Looking longer-term, the ETF has lost $5.78B in retractions in 2022. HYG now holds $14.4B assets under management and finds itself -4.7% year-to-date.
The combination of a rising-rate environment, a period of high inflation and a hazy near-term economic future has lowered the appeal to high-yield bonds.
Peter Chatwell, head of multi-asset strategy at Mizuho International told Bloomberg “It’s a double whammy -- rates repricing higher, equities likely to reprice lower, meaning high-yield companies mechanically have higher leverage and a more expensive refinancing rate.”
Chatwell added: “That’s not to mention the general softness in earnings that looks likely from the stagflation.”
HYG is not the only junk bond ETF that has struggled in 2022. Three other funds and their year-to-date price action are as follows:
SPDR Bloomberg High Yield Bond ETF (NYSEARCA:JNK) -4.9%, VanEck Fallen Angel High Yield Bond ETF (NASDAQ:ANGL) -7.3%, and Deutsche X-trackers USD High Yield Corporate Bond ETF (NYSEARCA:HYLB) -4.8%.
Its core exposure through the iBoxx index it tracks is solid, covering the most liquid corner of the junk bond market. HYG replicates much of the overall junk bond market, but often with shorter maturity, less interest-rate sensitivity, and also less yield. HYG tends to tracking its index more closely than most.
The largest Investment Grade Bonds ETF is the iShares Core U.S. Aggregate Bond ETF AGG with $104.66B in assets. In the last trailing year, the best-performing Investment Grade Bonds ETF was TMV at 45.37%.
Junk bonds are riskier than investment-grade bonds because they're issued by companies that are on less stable financial footing. They have higher default rates than investment-grade bonds.
Junk bonds are risky assets but due to their high risk, they come with returns that are higher than safer, investment-grade bonds.
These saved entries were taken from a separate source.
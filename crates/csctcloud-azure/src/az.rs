//! az CLI wrapper
//!
//! Wraps the az commands needed to obtain SSH credentials for a host.

use crate::account::{SessionStatus, is_resource_allowed};
use crate::error::{AzureError, Result};
use crate::process::{CommandOutput, CommandRunner};
use regex::Regex;
use std::path::Path;
use std::sync::{Arc, LazyLock};

static EXPIRY_PATTERN: LazyLock<Regex> = LazyLock::new(|| {
    Regex::new(r"valid until (.*) in local time").expect("expiry pattern is valid")
});

/// az CLI wrapper
#[derive(Clone)]
pub struct AzureCli {
    program: String,
    runner: Arc<dyn CommandRunner>,
}

impl AzureCli {
    pub fn new(program: impl Into<String>, runner: Arc<dyn CommandRunner>) -> Self {
        Self {
            program: program.into(),
            runner,
        }
    }

    /// Run an az command and return its output whatever the exit status
    async fn run_command(&self, args: &[&str]) -> Result<CommandOutput> {
        tracing::debug!("Running: {} {}", self.program, args.join(" "));

        let output = self.runner.run(&self.program, args).await?;

        tracing::debug!("{} {} exited with {:?}", self.program, args.join(" "), output.status);
        Ok(output)
    }

    /// Run an az command, failing on a non-zero exit
    async fn run_checked(&self, args: &[&str]) -> Result<CommandOutput> {
        let output = self.run_command(args).await?;
        if !output.success() {
            return Err(AzureError::CommandFailed {
                command: args.join(" "),
                stderr: output.stderr.trim().to_string(),
            });
        }
        Ok(output)
    }

    /// Check that az can be started at all
    pub async fn check_installed(&self) -> Result<()> {
        match self.run_command(&["--version"]).await {
            Ok(output) if output.success() => Ok(()),
            Ok(_) | Err(AzureError::IoError(_)) => Err(AzureError::CliNotFound),
            Err(e) => Err(e),
        }
    }

    /// Inspect the current session against `resource_name`
    pub async fn session_status(&self, resource_name: &str) -> Result<SessionStatus> {
        let output = self.run_command(&["account", "show"]).await?;
        if !output.success() {
            tracing::debug!("No az account currently logged in");
            return Ok(SessionStatus::Absent);
        }

        tracing::debug!("An az account is currently logged in");
        if is_resource_allowed(&output.stdout, resource_name)? {
            Ok(SessionStatus::Authorized)
        } else {
            Ok(SessionStatus::Unauthorized)
        }
    }

    /// Turn off the login experience v2 account picker
    ///
    /// The picker waits for input on the terminal, which a double-clicked
    /// shortcut never provides. Failure is only logged.
    pub async fn disable_login_experience_v2(&self) -> Result<()> {
        let output = self
            .run_command(&["config", "set", "core.login_experience_v2=off"])
            .await?;
        if !output.success() {
            tracing::debug!(
                "Could not disable login experience v2: {}",
                output.stderr.trim()
            );
        }
        Ok(())
    }

    /// Run the interactive browser login and return the subscription payload
    pub async fn login(&self) -> Result<String> {
        let output = self.run_command(&["login"]).await?;
        if !output.success() {
            return Err(AzureError::LoginFailed {
                stderr: output.stderr.trim().to_string(),
            });
        }
        Ok(output.stdout)
    }

    /// Whether an az extension is installed
    pub async fn extension_installed(&self, name: &str) -> Result<bool> {
        let output = self
            .run_command(&["extension", "show", "--name", name])
            .await?;
        Ok(output.success())
    }

    pub async fn add_extension(&self, name: &str) -> Result<()> {
        self.run_checked(&["extension", "add", "--name", name]).await?;
        Ok(())
    }

    /// Generate a key pair and short-lived certificate for `host`
    ///
    /// Keys are written to `key_dir`, and an SSH config entry for `host`
    /// pointing at them is written to `config_file`, replacing any previous
    /// content of that file.
    pub async fn generate_ssh_config(
        &self,
        host: &str,
        config_file: &Path,
        key_dir: &Path,
    ) -> Result<SshConfigOutput> {
        let config_file = config_file.to_string_lossy();
        let key_dir = key_dir.to_string_lossy();

        let output = self
            .run_checked(&[
                "ssh",
                "config",
                "--ip",
                host,
                "--file",
                config_file.as_ref(),
                "--keys-destination-folder",
                key_dir.as_ref(),
                "--overwrite",
            ])
            .await?;

        Ok(SshConfigOutput {
            stdout: output.stdout,
            stderr: output.stderr,
        })
    }
}

/// Captured output of `az ssh config`
#[derive(Debug, Clone, Default)]
pub struct SshConfigOutput {
    pub stdout: String,
    pub stderr: String,
}

impl SshConfigOutput {
    /// Certificate expiry as printed by az, e.g. `2026-10-18 14:02:11`
    ///
    /// az reports this on stderr even when it succeeds. The text is free-form,
    /// so a missing match is expected to happen eventually.
    pub fn certificate_expiry(&self) -> Option<String> {
        certificate_expiry(&self.stderr).or_else(|| certificate_expiry(&self.stdout))
    }
}

fn certificate_expiry(text: &str) -> Option<String> {
    EXPIRY_PATTERN
        .captures(text)
        .and_then(|caps| caps.get(1))
        .map(|m| m.as_str().trim().to_string())
}

#[cfg(test)]
mod tests {
    use super::*;
    use crate::testing::ScriptedRunner;

    const RESOURCE: &str = "CSCT Cloud Programming";

    fn cli(runner: &Arc<ScriptedRunner>) -> AzureCli {
        AzureCli::new("az", runner.clone())
    }

    #[tokio::test]
    async fn test_check_installed() {
        let runner = Arc::new(
            ScriptedRunner::new().on("az --version", CommandOutput::ok("azure-cli 2.67.0")),
        );
        assert!(cli(&runner).check_installed().await.is_ok());

        let missing = Arc::new(ScriptedRunner::new());
        assert!(matches!(
            cli(&missing).check_installed().await,
            Err(AzureError::CliNotFound)
        ));

        let broken =
            Arc::new(ScriptedRunner::new().on("az --version", CommandOutput::failed(1, "")));
        assert!(matches!(
            cli(&broken).check_installed().await,
            Err(AzureError::CliNotFound)
        ));
    }

    #[tokio::test]
    async fn test_session_absent() {
        let runner = Arc::new(ScriptedRunner::new().on(
            "az account show",
            CommandOutput::failed(1, "Please run 'az login' to setup account."),
        ));
        let status = cli(&runner).session_status(RESOURCE).await.unwrap();
        assert_eq!(status, SessionStatus::Absent);
    }

    #[tokio::test]
    async fn test_session_authorized_and_unauthorized() {
        let runner = Arc::new(ScriptedRunner::new().on(
            "az account show",
            CommandOutput::ok(r#"{ "name": "CSCT Cloud Programming" }"#),
        ));
        assert_eq!(
            cli(&runner).session_status(RESOURCE).await.unwrap(),
            SessionStatus::Authorized
        );

        let runner = Arc::new(ScriptedRunner::new().on(
            "az account show",
            CommandOutput::ok(r#"{ "name": "Visual Studio" }"#),
        ));
        assert_eq!(
            cli(&runner).session_status(RESOURCE).await.unwrap(),
            SessionStatus::Unauthorized
        );
    }

    #[tokio::test]
    async fn test_session_malformed_payload_is_error() {
        let runner = Arc::new(
            ScriptedRunner::new().on("az account show", CommandOutput::ok("WARNING: something")),
        );
        assert!(matches!(
            cli(&runner).session_status(RESOURCE).await,
            Err(AzureError::AccountPayload(_))
        ));
    }

    #[tokio::test]
    async fn test_login_failure_keeps_stderr() {
        let runner = Arc::new(
            ScriptedRunner::new().on("az login", CommandOutput::failed(1, "User cancelled\n")),
        );
        match cli(&runner).login().await {
            Err(AzureError::LoginFailed { stderr }) => assert_eq!(stderr, "User cancelled"),
            other => panic!("Expected LoginFailed, got {:?}", other),
        }
    }

    #[tokio::test]
    async fn test_disable_login_experience_ignores_failure() {
        let runner = Arc::new(
            ScriptedRunner::new().on("az config set", CommandOutput::failed(2, "unknown")),
        );
        assert!(cli(&runner).disable_login_experience_v2().await.is_ok());
        assert!(runner.was_called("az config set core.login_experience_v2=off"));
    }

    #[tokio::test]
    async fn test_add_extension_failure() {
        let runner = Arc::new(ScriptedRunner::new().on(
            "az extension add",
            CommandOutput::failed(1, "network unreachable"),
        ));
        let err = cli(&runner).add_extension("ssh").await.unwrap_err();
        assert_eq!(err.stderr(), Some("network unreachable"));
        assert!(runner.was_called("az extension add --name ssh"));
    }

    #[tokio::test]
    async fn test_generate_ssh_config_arguments() {
        let runner = Arc::new(ScriptedRunner::new().on(
            "az ssh config",
            CommandOutput::ok("").with_stderr(
                "Generated SSH certificate /k/id_rsa.pub-aadcert.pub is valid until 2026-10-18 14:02:11 in local time.\n",
            ),
        ));

        let output = cli(&runner)
            .generate_ssh_config(
                "csctcloud.uwe.ac.uk",
                Path::new("/k/config"),
                Path::new("/k"),
            )
            .await
            .unwrap();

        assert_eq!(
            runner.calls(),
            vec![
                "az ssh config --ip csctcloud.uwe.ac.uk --file /k/config --keys-destination-folder /k --overwrite"
                    .to_string()
            ]
        );
        assert_eq!(
            output.certificate_expiry().as_deref(),
            Some("2026-10-18 14:02:11")
        );
    }

    #[test]
    fn test_certificate_expiry_missing() {
        let output = SshConfigOutput {
            stdout: String::new(),
            stderr: "Generated SSH certificate somewhere.".to_string(),
        };
        assert_eq!(output.certificate_expiry(), None);
    }

    #[test]
    fn test_certificate_expiry_falls_back_to_stdout() {
        let output = SshConfigOutput {
            stdout: "certificate is valid until 10/18/2026 2:02:11 PM in local time".to_string(),
            stderr: String::new(),
        };
        assert_eq!(
            output.certificate_expiry().as_deref(),
            Some("10/18/2026 2:02:11 PM")
        );
    }
}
Investors willing to take on higher risk for higher returns would buy junk bonds.
HYG has a dividend yield of 5.93% and paid $4.50 per share in the past year. The dividend is paid every month and the last ex-dividend date was Apr 1, 2024.
HYGW should outperform relative to HYG when high-yield corporate bond indexes are down. Said indexes are down YTD, but we can't analyze HYGW's performance YTD, as the fund is incredibly new, and was created after bond indexes went crashing down.
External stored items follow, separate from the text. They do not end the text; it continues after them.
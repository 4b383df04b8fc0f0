//! Azure CLI error types

use thiserror::Error;

#[derive(Error, Debug)]
pub enum AzureError {
    #[error("az not found. Please install the Azure CLI: https://aka.ms/installazurecli")]
    CliNotFound,

    #[error("az login failed: {stderr}")]
    LoginFailed { stderr: String },

    #[error("az {command} failed: {stderr}")]
    CommandFailed { command: String, stderr: String },

    #[error("unexpected account payload: {0}")]
    AccountPayload(#[from] serde_json::Error),

    #[error("IO error: {0}")]
    IoError(#[from] std::io::Error),
}

impl AzureError {
    /// Captured stderr of the failed command, if any
    pub fn stderr(&self) -> Option<&str> {
        match self {
            Self::LoginFailed { stderr } | Self::CommandFailed { stderr, .. } => Some(stderr),
            _ => None,
        }
    }
}

pub type Result<T> = std::result::Result<T, AzureError>;
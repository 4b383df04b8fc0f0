use crate::error::ConnectError;

/// Operating system families the tool runs on
#[derive(Debug, Clone, Copy, PartialEq, Eq)]
pub enum Platform {
    Windows,
    MacOs,
    Linux,
}

impl Platform {
    /// Platform of the running process
    pub fn current() -> Result<Self, ConnectError> {
        Self::from_os(std::env::consts::OS)
    }

    /// Map a `std::env::consts::OS` value to a supported platform
    pub fn from_os(os: &str) -> Result<Self, ConnectError> {
        match os {
            "windows" => Ok(Self::Windows),
            "macos" => Ok(Self::MacOs),
            "linux" => Ok(Self::Linux),
            other => Err(ConnectError::UnsupportedPlatform(other.to_string())),
        }
    }

    /// What the user should open to type a command
    pub fn terminal_name(&self) -> &'static str {
        match self {
            Self::Windows => "PowerShell",
            Self::MacOs => "Terminal",
            Self::Linux => "a terminal",
        }
    }
}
For many investors, investing in the right bond funds can be a better option than holding a portfolio of individual bonds. Bond ETFs can provide better diversification — often for a lower cost — can offer higher liquidity, and can be easier to implement.
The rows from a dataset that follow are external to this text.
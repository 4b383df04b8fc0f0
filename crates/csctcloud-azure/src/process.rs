//! External command execution
//!
//! Every CLI call made by CSCT Cloud Connect goes through [`CommandRunner`],
//! so a step only ever sees an exit status and the captured output.

use async_trait::async_trait;
use std::process::Stdio;
use tokio::process::Command;

/// Result of a finished external command
#[derive(Debug, Clone, Default, PartialEq, Eq)]
pub struct CommandOutput {
    /// Exit code, `None` when the process was killed by a signal
    pub status: Option<i32>,
    pub stdout: String,
    pub stderr: String,
}

impl CommandOutput {
    /// Successful output with the given stdout
    pub fn ok(stdout: impl Into<String>) -> Self {
        Self {
            status: Some(0),
            stdout: stdout.into(),
            stderr: String::new(),
        }
    }

    /// Failed output with the given exit code and stderr
    pub fn failed(code: i32, stderr: impl Into<String>) -> Self {
        Self {
            status: Some(code),
            stdout: String::new(),
            stderr: stderr.into(),
        }
    }

    /// Attach stderr text, e.g. diagnostics printed by a successful command
    pub fn with_stderr(mut self, stderr: impl Into<String>) -> Self {
        self.stderr = stderr.into();
        self
    }

    pub fn success(&self) -> bool {
        self.status == Some(0)
    }
}

/// Runs an external program to completion and captures its output
#[async_trait]
pub trait CommandRunner: Send + Sync {
    /// Spawn `program` with `args` and wait for it to exit
    ///
    /// An `Err` means the process could not be started at all; a non-zero
    /// exit is reported through [`CommandOutput::status`].
    async fn run(&self, program: &str, args: &[&str]) -> std::io::Result<CommandOutput>;
}

/// [`CommandRunner`] backed by real processes
#[derive(Debug, Clone, Copy, Default)]
pub struct SystemRunner;

#[async_trait]
impl CommandRunner for SystemRunner {
    async fn run(&self, program: &str, args: &[&str]) -> std::io::Result<CommandOutput> {
        let mut cmd = platform_command(program, args);
        // `az login` may prompt on the terminal
        cmd.stdin(Stdio::inherit());
        cmd.stdout(Stdio::piped());
        cmd.stderr(Stdio::piped());

        let output = cmd.output().await?;

        Ok(CommandOutput {
            status: output.status.code(),
            stdout: String::from_utf8_lossy(&output.stdout).to_string(),
            stderr: String::from_utf8_lossy(&output.stderr).to_string(),
        })
    }
}

/// `az` and `code` ship as `.cmd` shims on Windows, which only resolve
/// through the command interpreter.
#[cfg(windows)]
fn platform_command(program: &str, args: &[&str]) -> Command {
    let mut cmd = Command::new("cmd");
    cmd.arg("/C").arg(program).args(args);
    cmd
}

#[cfg(not(windows))]
fn platform_command(program: &str, args: &[&str]) -> Command {
    let mut cmd = Command::new(program);
    cmd.args(args);
    cmd
}
//! SSH file layout for the target host

use std::path::{Path, PathBuf};

/// Files and directories the provisioner reads and writes
#[derive(Debug, Clone, PartialEq, Eq)]
pub struct SshPaths {
    /// `~/.ssh`
    pub ssh_dir: PathBuf,
    /// `~/.ssh/<key_dir_name>`, wiped and regenerated on every run
    pub key_dir: PathBuf,
    /// Per-target config fragment written by `az ssh config`
    pub fragment: PathBuf,
    /// The user's own `~/.ssh/config`
    pub master_config: PathBuf,
}

impl SshPaths {
    pub fn from_home(home: &Path, key_dir_name: &str) -> Self {
        let ssh_dir = home.join(".ssh");
        let key_dir = ssh_dir.join(key_dir_name);
        Self {
            fragment: key_dir.join("config"),
            master_config: ssh_dir.join("config"),
            key_dir,
            ssh_dir,
        }
    }

    /// `Include` directive pointing the master config at the fragment
    ///
    /// OpenSSH accepts forward slashes on every platform; paths containing
    /// whitespace are quoted.
    pub fn include_line(&self) -> String {
        let path = self.fragment.to_string_lossy().replace('\\', "/");
        if path.chars().any(char::is_whitespace) {
            format!("Include \"{}\"", path)
        } else {
            format!("Include {}", path)
        }
    }
}
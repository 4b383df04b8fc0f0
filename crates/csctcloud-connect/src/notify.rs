//! Blocking message boxes
//!
//! The tool is usually started from a desktop shortcut, so the console window
//! may close before anyone reads it. Failures are therefore also shown in a
//! modal dialog. Each platform family gets its own [`Notifier`]; all of them
//! fall back to a single log line when no dialog can be shown.

use crate::platform::Platform;
use async_trait::async_trait;
use csctcloud_azure::CommandRunner;
use std::sync::Arc;

#[async_trait]
pub trait Notifier: Send + Sync {
    /// Show `message` and wait until the user dismisses it
    async fn notify(&self, message: &str, title: &str);
}

/// Pick the notifier for `platform`
///
/// With `dialogs` off every notification becomes a log line.
pub fn for_platform(
    platform: Platform,
    runner: Arc<dyn CommandRunner>,
    dialogs: bool,
) -> Box<dyn Notifier> {
    if !dialogs {
        return Box::new(LogNotifier);
    }

    match platform {
        #[cfg(any(windows, target_os = "macos"))]
        Platform::Windows | Platform::MacOs => Box::new(DialogNotifier),
        Platform::Linux => Box::new(ZenityNotifier::new(runner)),
        #[allow(unreachable_patterns)]
        _ => Box::new(LogNotifier),
    }
}

/// Message box text squashed onto one line
pub fn flatten(message: &str) -> String {
    message
        .lines()
        .map(str::trim)
        .filter(|line| !line.is_empty())
        .collect::<Vec<_>>()
        .join(" ")
}

/// Writes notifications to the log only
pub struct LogNotifier;

#[async_trait]
impl Notifier for LogNotifier {
    async fn notify(&self, message: &str, title: &str) {
        tracing::error!("{}: {}", title, flatten(message));
    }
}

/// Native message box on Windows and macOS
///
/// The box has no parent window and may open behind the console, so the
/// message is also written to the log before it is shown.
#[cfg(any(windows, target_os = "macos"))]
pub struct DialogNotifier;

#[cfg(any(windows, target_os = "macos"))]
#[async_trait]
impl Notifier for DialogNotifier {
    async fn notify(&self, message: &str, title: &str) {
        LogNotifier.notify(message, title).await;

        let result = rfd::MessageDialog::new()
            .set_level(rfd::MessageLevel::Error)
            .set_title(title)
            .set_description(message)
            .set_buttons(rfd::MessageButtons::Ok)
            .show();
        tracing::debug!("Message box closed with {:?}", result);
    }
}

/// `zenity --error` dialog on Linux desktops
pub struct ZenityNotifier {
    runner: Arc<dyn CommandRunner>,
}

impl ZenityNotifier {
    pub fn new(runner: Arc<dyn CommandRunner>) -> Self {
        Self { runner }
    }
}

#[async_trait]
impl Notifier for ZenityNotifier {
    async fn notify(&self, message: &str, title: &str) {
        let title_arg = format!("--title={}", title);
        let text_arg = format!("--text={}", escape_markup(message));

        match self
            .runner
            .run("zenity", &["--error", "--no-wrap", title_arg.as_str(), text_arg.as_str()])
            .await
        {
            Ok(output) if output.success() => {}
            Ok(output) => {
                tracing::debug!("zenity exited with {:?}", output.status);
                LogNotifier.notify(message, title).await;
            }
            Err(e) => {
                tracing::debug!("zenity unavailable: {}", e);
                LogNotifier.notify(message, title).await;
            }
        }
    }
}

/// zenity renders `--text` as Pango markup
fn escape_markup(text: &str) -> String {
    text.replace('&', "&amp;")
        .replace('<', "&lt;")
        .replace('>', "&gt;")
}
Bonds with a rating below BBB/Baa have a higher likelihood of failure to repay their debts, and they're called speculative-grade or non-investment grade bonds—a.k.a. junk bonds. They're normally issued by companies that are relatively new or that have faced recent financial difficulties.
A bond that has a high risk of the underlying company defaulting is called a junk bond. Companies that issue junk bonds are typically start-ups or companies that are struggling financially. Junk bonds carry risk since investors are unsure whether they'll be repaid their principal and earn regular interest payments.
Introduction: My name is Rueben Jacobs, I am a cooperative, beautiful, kind, comfortable, glamorous, open, magnificent person who loves writing and wants to share my knowledge and understanding with you.